- Born: June 24, 1985 (age 39) Slavgorod, Altai Krai, RSFSR, Soviet Union
- Position: Defence
- Shoots: Right
- KHL team Former teams: Barys Astana Motor Barnaul Kazakhmys Satpaev Sokol Krasnoyarsk Metallurg Serov Beibarys Atyrau Yertis Pavlodar
- National team: Kazakhstan
- NHL draft: Undrafted
- Playing career: 2001–present

= Vyacheslav Tryasunov =

Vyacheslav Konstantinovich Tryasunov (Вячеслав Константинович Трясунов; born June 24, 1985) is a Kazakhstani-Russian professional ice hockey defenceman who currently plays for Barys Astana of the KHL.

== Career ==
Vyacheslav Tryasunov began his career as an ice hockey player in the youth of engine Barnaul for whose second team he gave his debut in the Russian Hockey First League, the third-highest game class of the country in the season 2001/02. Then from 2003 he was used in the first team of the club in the Russian Major League. After he played league in 2005 with the Kazakhmys Satpaev from Kazakhstan Hockey Championship he still changed during the current playing time to the league competitor Sokol Krasnoyarsk. Afterwards three years followed with Metallurg Serov in Russian Major League. When this put in 2009 the game company, finally Tryasunov changed to Kazakhstan and joined to Beibarys Atyrau with which he became 2011 and 2012 Kazakhstan champions. In 2010 when he was a runner-up with the club, he was the best pass giver among the defensive players of the league.
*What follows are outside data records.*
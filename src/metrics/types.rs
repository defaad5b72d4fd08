use chrono::NaiveDate;
use serde::{Deserialize, Serialize};

use crate::models::{FallStatus, RecordingMode};

/// What the operator overlay would show, published by the frame loop after
/// every frame.
#[derive(Debug, Clone, Serialize, Deserialize, PartialEq)]
#[serde(rename_all = "camelCase")]
pub struct MonitorSnapshot {
    pub status: FallStatus,
    pub recording_mode: RecordingMode,
    pub buffer_len: usize,
    /// Frames the buffer holds in its current mode.
    pub buffer_capacity: usize,
    pub fps: f64,
    /// Movement on `movement_date` so far.
    pub movement_seconds: f64,
    pub movement_date: Option<NaiveDate>,
    /// Most recent day that ended while monitoring.
    pub closed_day: Option<DailyMovement>,
    pub alert_threshold_y: f64,
    pub frames_processed: u64,
    pub frames_without_pose: u64,
    pub clips_completed: u64,
    pub clips_dropped: u64,
}

impl Default for MonitorSnapshot {
    fn default() -> Self {
        Self {
            status: FallStatus::Normal,
            recording_mode: RecordingMode::Rolling,
            buffer_len: 0,
            buffer_capacity: 0,
            fps: 0.0,
            movement_seconds: 0.0,
            movement_date: None,
            closed_day: None,
            alert_threshold_y: 0.0,
            frames_processed: 0,
            frames_without_pose: 0,
            clips_completed: 0,
            clips_dropped: 0,
        }
    }
}

/// Movement total for one finished local calendar day.
#[derive(Debug, Clone, Copy, Serialize, Deserialize, PartialEq)]
#[serde(rename_all = "camelCase")]
pub struct DailyMovement {
    pub date: NaiveDate,
    pub movement_seconds: f64,
}

#[derive(Debug, Clone, Copy, Serialize, Deserialize, PartialEq, Default)]
pub struct SystemMetrics {
    pub cpu_percent: f32,
    pub memory_mb: f64,
}
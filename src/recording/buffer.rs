//! Evidence buffer: a sliding window of recent frames that turns into an
//! append-only clip once a fall is confirmed.

use std::collections::VecDeque;

use crate::models::{RecordingMode, VideoFrame};

#[derive(Debug)]
pub struct EvidenceBuffer {
    frames: VecDeque<VideoFrame>,
    mode: RecordingMode,
    rolling_capacity: usize,
    capture_capacity: usize,
}

impl EvidenceBuffer {
    pub fn new(rolling_capacity: usize, capture_capacity: usize) -> Self {
        let rolling_capacity = rolling_capacity.max(1);
        let capture_capacity = capture_capacity.max(rolling_capacity);
        Self {
            frames: VecDeque::with_capacity(capture_capacity),
            mode: RecordingMode::Rolling,
            rolling_capacity,
            capture_capacity,
        }
    }

    pub fn mode(&self) -> RecordingMode {
        self.mode
    }

    pub fn len(&self) -> usize {
        self.frames.len()
    }

    pub fn is_empty(&self) -> bool {
        self.frames.is_empty()
    }

    /// Capacity for the current mode.
    pub fn capacity(&self) -> usize {
        match self.mode {
            RecordingMode::Rolling => self.rolling_capacity,
            RecordingMode::Capturing => self.capture_capacity,
        }
    }

    /// Add a frame under the current mode's policy. Returns the finished clip
    /// when a capture reaches capacity; the buffer is rolling and empty again
    /// afterwards.
    pub fn admit(&mut self, frame: VideoFrame) -> Option<Vec<VideoFrame>> {
        match self.mode {
            RecordingMode::Rolling => {
                while self.frames.len() >= self.rolling_capacity {
                    self.frames.pop_front();
                }
                self.frames.push_back(frame);
                None
            }
            RecordingMode::Capturing => {
                self.frames.push_back(frame);
                if self.frames.len() >= self.capture_capacity {
                    let clip: Vec<VideoFrame> = self.frames.drain(..).collect();
                    self.mode = RecordingMode::Rolling;
                    Some(clip)
                } else {
                    None
                }
            }
        }
    }

    /// Stop evicting and grow toward the clip length. Frames already in the
    /// window become the clip's pre-event context.
    pub fn start_capture(&mut self) {
        self.mode = RecordingMode::Capturing;
    }

    /// Throw away everything, including an unfinished capture.
    pub fn abandon(&mut self) {
        self.frames.clear();
        self.mode = RecordingMode::Rolling;
    }
}

#[cfg(test)]
mod tests {
    use super::*;

    fn frame(t: f64) -> VideoFrame {
        VideoFrame::blank(4, 4, t)
    }

    fn fill(buffer: &mut EvidenceBuffer, from: usize, count: usize) -> Vec<Vec<VideoFrame>> {
        (from..from + count)
            .filter_map(|i| buffer.admit(frame(i as f64)))
            .collect()
    }

    #[test]
    fn rolling_window_evicts_oldest() {
        let mut buffer = EvidenceBuffer::new(100, 200);
        assert!(fill(&mut buffer, 0, 100).is_empty());
        assert_eq!(buffer.len(), 100);

        assert!(buffer.admit(frame(100.0)).is_none());
        assert_eq!(buffer.len(), 100);
        assert_eq!(buffer.frames.front().map(|f| f.captured_at), Some(1.0));
        assert_eq!(buffer.frames.back().map(|f| f.captured_at), Some(100.0));
    }

    #[test]
    fn capture_completes_at_capture_capacity_with_pre_roll() {
        let mut buffer = EvidenceBuffer::new(100, 200);
        fill(&mut buffer, 0, 150);
        buffer.start_capture();
        assert_eq!(buffer.mode(), RecordingMode::Capturing);
        assert_eq!(buffer.capacity(), 200);

        assert!(fill(&mut buffer, 150, 99).is_empty());
        assert_eq!(buffer.len(), 199);

        let clip = buffer.admit(frame(249.0)).expect("clip should complete");
        assert_eq!(clip.len(), 200);
        assert_eq!(clip.first().map(|f| f.captured_at), Some(50.0));
        assert_eq!(clip.last().map(|f| f.captured_at), Some(249.0));

        assert_eq!(buffer.mode(), RecordingMode::Rolling);
        assert!(buffer.is_empty());
        assert_eq!(buffer.capacity(), 100);
    }

    #[test]
    fn capture_from_empty_takes_full_length() {
        let mut buffer = EvidenceBuffer::new(100, 200);
        buffer.start_capture();
        let clips = fill(&mut buffer, 0, 200);
        assert_eq!(clips.len(), 1);
        assert_eq!(clips[0].len(), 200);
    }

    #[test]
    fn abandon_clears_and_rolls() {
        let mut buffer = EvidenceBuffer::new(100, 200);
        fill(&mut buffer, 0, 120);
        buffer.start_capture();
        fill(&mut buffer, 120, 30);

        buffer.abandon();
        assert!(buffer.is_empty());
        assert_eq!(buffer.mode(), RecordingMode::Rolling);
        assert!(fill(&mut buffer, 150, 250).is_empty());
        assert_eq!(buffer.len(), 100);
    }

    #[test]
    fn clip_shares_pixels_instead_of_copying() {
        let mut buffer = EvidenceBuffer::new(2, 3);
        let first = frame(0.0);
        buffer.admit(first.clone());
        buffer.start_capture();
        buffer.admit(frame(1.0));
        let clip = buffer.admit(frame(2.0)).expect("clip");
        assert!(std::sync::Arc::ptr_eq(&clip[0].pixels, &first.pixels));
    }
}
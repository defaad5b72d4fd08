mod types;

pub use types::{DailyMovement, MonitorSnapshot, SystemMetrics};

use std::time::{Duration, Instant};
use sysinfo::{Pid, ProcessesToUpdate, System};

/// Frames-per-second over roughly one-second windows.
#[derive(Debug)]
pub struct FpsMeter {
    window_start: Instant,
    window_frames: u32,
    fps: f64,
}

impl FpsMeter {
    const WINDOW: Duration = Duration::from_secs(1);

    pub fn new() -> Self {
        Self::starting_at(Instant::now())
    }

    pub fn starting_at(now: Instant) -> Self {
        Self {
            window_start: now,
            window_frames: 0,
            fps: 0.0,
        }
    }

    pub fn tick(&mut self) -> f64 {
        self.tick_at(Instant::now())
    }

    pub fn tick_at(&mut self, now: Instant) -> f64 {
        self.window_frames += 1;
        let elapsed = now.saturating_duration_since(self.window_start);
        if elapsed >= Self::WINDOW {
            self.fps = self.window_frames as f64 / elapsed.as_secs_f64();
            self.window_start = now;
            self.window_frames = 0;
        }
        self.fps
    }

    pub fn fps(&self) -> f64 {
        self.fps
    }
}

impl Default for FpsMeter {
    fn default() -> Self {
        Self::new()
    }
}

/// CPU and memory of this process.
pub struct SystemSampler {
    system: System,
    pid: Pid,
}

impl SystemSampler {
    pub fn new() -> Self {
        let mut system = System::new();
        let pid = Pid::from_u32(std::process::id());

        // Initial refresh to establish baseline for CPU calculation
        system.refresh_processes(ProcessesToUpdate::Some(&[pid]));

        Self { system, pid }
    }

    pub fn sample(&mut self) -> SystemMetrics {
        self.system
            .refresh_processes(ProcessesToUpdate::Some(&[self.pid]));

        match self.system.process(self.pid) {
            Some(process) => SystemMetrics {
                cpu_percent: process.cpu_usage(),
                memory_mb: process.memory() as f64 / 1024.0 / 1024.0,
            },
            None => SystemMetrics::default(),
        }
    }
}

impl Default for SystemSampler {
    fn default() -> Self {
        Self::new()
    }
}

/// One-line rendering of the operator overlay.
pub fn diagnostics_line(snapshot: &MonitorSnapshot, system: &SystemMetrics) -> String {
    format!(
        "status={} buf={}/{} ({}) fps={} moving={}s threshold_y={} frames={} no_pose={} clips={} dropped={} cpu={:.1}% mem={:.1}MB",
        snapshot.status,
        snapshot.buffer_len,
        snapshot.buffer_capacity,
        snapshot.recording_mode.as_str(),
        snapshot.fps.floor(),
        snapshot.movement_seconds.floor(),
        snapshot.alert_threshold_y.round(),
        snapshot.frames_processed,
        snapshot.frames_without_pose,
        snapshot.clips_completed,
        snapshot.clips_dropped,
        system.cpu_percent,
        system.memory_mb,
    )
}
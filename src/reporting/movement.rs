use async_trait::async_trait;

use crate::models::MovementSummary;

use super::error::{DeliveryError, DeliveryResult};

#[async_trait]
pub trait MovementReporter: Send + Sync {
    async fn report(&self, summary: &MovementSummary) -> DeliveryResult<()>;
}

/// No transport exists for movement summaries yet; they are logged.
pub struct LoggingMovementReporter;

#[async_trait]
impl MovementReporter for LoggingMovementReporter {
    async fn report(&self, summary: &MovementSummary) -> DeliveryResult<()> {
        let body =
            serde_json::to_string(summary).map_err(|e| DeliveryError::Config(e.to_string()))?;
        log::info!("movement summary {body}");
        Ok(())
    }
}
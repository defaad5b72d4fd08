pub mod controller;
pub mod loop_worker;
pub mod replay;
pub mod session;
pub mod source;

pub use controller::{MonitorCollaborators, MonitorController, MonitorInput, MonitorSummary};
pub use loop_worker::{LoopExit, LoopSummary};
pub use replay::{Pacing, ReplayTrack};
pub use session::{FrameOutcome, MonitorSession, SessionIdentity};
pub use source::{FrameSource, PoseEstimator};
use thiserror::Error;

/// Failures of the collaborators that receive a finished event. None of
/// these stop the frame loop.
#[derive(Debug, Error)]
pub enum DeliveryError {
    #[error("clip finalization failed: {0}")]
    ClipFinalization(String),

    #[error("clip upload failed: {0}")]
    Upload(String),

    #[error("alert delivery failed: {0}")]
    AlertDelivery(String),

    #[error("delivery not configured: {0}")]
    Config(String),

    #[error("http error: {0}")]
    Http(#[from] reqwest::Error),

    #[error("io error: {0}")]
    Io(#[from] std::io::Error),
}

pub type DeliveryResult<T> = Result<T, DeliveryError>;
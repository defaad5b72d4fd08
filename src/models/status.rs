use std::fmt;

use serde::{Deserialize, Serialize};

#[derive(Debug, Clone, Copy, Serialize, Deserialize, PartialEq, Eq, Hash, Default)]
#[serde(rename_all = "camelCase")]
pub enum FallStatus {
    #[default]
    Normal,
    FallDetected,
    OccludedFallDetected,
    RecoveredFromFall,
    RecoveredFromOccludedFall,
}

impl FallStatus {
    /// Operator-facing status text.
    pub fn label(&self) -> &'static str {
        match self {
            FallStatus::Normal => "EVERYTHING OK",
            FallStatus::FallDetected => "!FALL DETECTED - ALERT SEND!",
            FallStatus::OccludedFallDetected => "!OCCLUDED FALL DETECTED!",
            FallStatus::RecoveredFromFall => "RECOVERED FROM FALL",
            FallStatus::RecoveredFromOccludedFall => "RECOVERED FROM OCCLUDED FALL",
        }
    }

    pub fn is_alarm(&self) -> bool {
        matches!(
            self,
            FallStatus::FallDetected | FallStatus::OccludedFallDetected
        )
    }
}

impl fmt::Display for FallStatus {
    fn fmt(&self, f: &mut fmt::Formatter<'_>) -> fmt::Result {
        f.write_str(self.label())
    }
}

#[derive(Debug, Clone, Copy, Serialize, Deserialize, PartialEq, Eq, Default)]
#[serde(rename_all = "camelCase")]
pub enum RecordingMode {
    #[default]
    Rolling,
    Capturing,
}

impl RecordingMode {
    pub fn as_str(&self) -> &'static str {
        match self {
            RecordingMode::Rolling => "rolling",
            RecordingMode::Capturing => "capturing",
        }
    }
}

#[cfg(test)]
mod tests {
    use super::*;

    #[test]
    fn labels_match_operator_text() {
        assert_eq!(FallStatus::Normal.to_string(), "EVERYTHING OK");
        assert_eq!(
            FallStatus::FallDetected.to_string(),
            "!FALL DETECTED - ALERT SEND!"
        );
        assert!(FallStatus::OccludedFallDetected.is_alarm());
        assert!(!FallStatus::RecoveredFromFall.is_alarm());
    }

    #[test]
    fn defaults_are_normal_and_rolling() {
        assert_eq!(FallStatus::default(), FallStatus::Normal);
        assert_eq!(RecordingMode::default(), RecordingMode::Rolling);
    }
}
After five years in Atyrau he changed in 2014 for one to the Yertis Pavlodar with which he became a Kazakhstan champion once more. In 2015 he was obliged by the KHL team Barys Astana.

== Achievements ==
- 2010 - Champion of Kazakhstan with Beibarys Atyrau.
- 2011 - Champion of Kazakhstan with Beibarys Atyrau.
- 2015 - Champion of Kazakhstan with the Yertis Pavlodar.
- In 2015 promotion in the top division with the world championship of the division I, group A.